Action item: Your output should be the lines from the one with "#[must_use]" through the end of the entries below, set down word for word and nothing else.

(Data excerpts)
=== Begin Enclosure ===

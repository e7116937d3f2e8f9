//! Periodic activity touch.

use super::SessionManager;
use std::sync::Arc;
use std::time::Duration;
use tokio::task::JoinHandle;
use tokio_util::sync::CancellationToken;

/// Background task touching the session on a fixed interval.
///
/// Stops when [`Heartbeat::stop`] is called or the handle is dropped.
#[derive(Debug)]
pub struct Heartbeat {
    cancel: CancellationToken,
    handle: Option<JoinHandle<()>>,
}

impl Heartbeat {
    pub(crate) fn start(manager: Arc<SessionManager>, period: Duration) -> Self {
        let cancel = CancellationToken::new();
        let token = cancel.clone();

        let handle = tokio::spawn(async move {
            // First tick one period from now, not immediately
            let mut ticker = tokio::time::interval_at(tokio::time::Instant::now() + period, period);
            loop {
                tokio::select! {
                    () = token.cancelled() => break,
                    _ = ticker.tick() => manager.update_activity(),
                }
            }
            tracing::debug!("Session heartbeat stopped");
        });

        Self {
            cancel,
            handle: Some(handle),
        }
    }

    /// Stop the heartbeat and wait for the task to exit.
    pub async fn stop(mut self) {
        self.cancel.cancel();
        if let Some(handle) = self.handle.take() {
            let _ = handle.await;
        }
    }

    #[must_use]
    pub fn is_running(&self) -> bool {
        self.handle.as_ref().is_some_and(|h| !h.is_finished())
    }
}

impl Drop for Heartbeat {
    fn drop(&mut self) {
        self.cancel.cancel();
    }
}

=== End Enclosure ===

Solution to this problem:
    #[must_use]
    pub fn is_running(&self) -> bool {
        self.handle.as_ref().is_some_and(|h| !h.is_finished())
    }
}

impl Drop for Heartbeat {
    fn drop(&mut self) {
        self.cancel.cancel();
    }
}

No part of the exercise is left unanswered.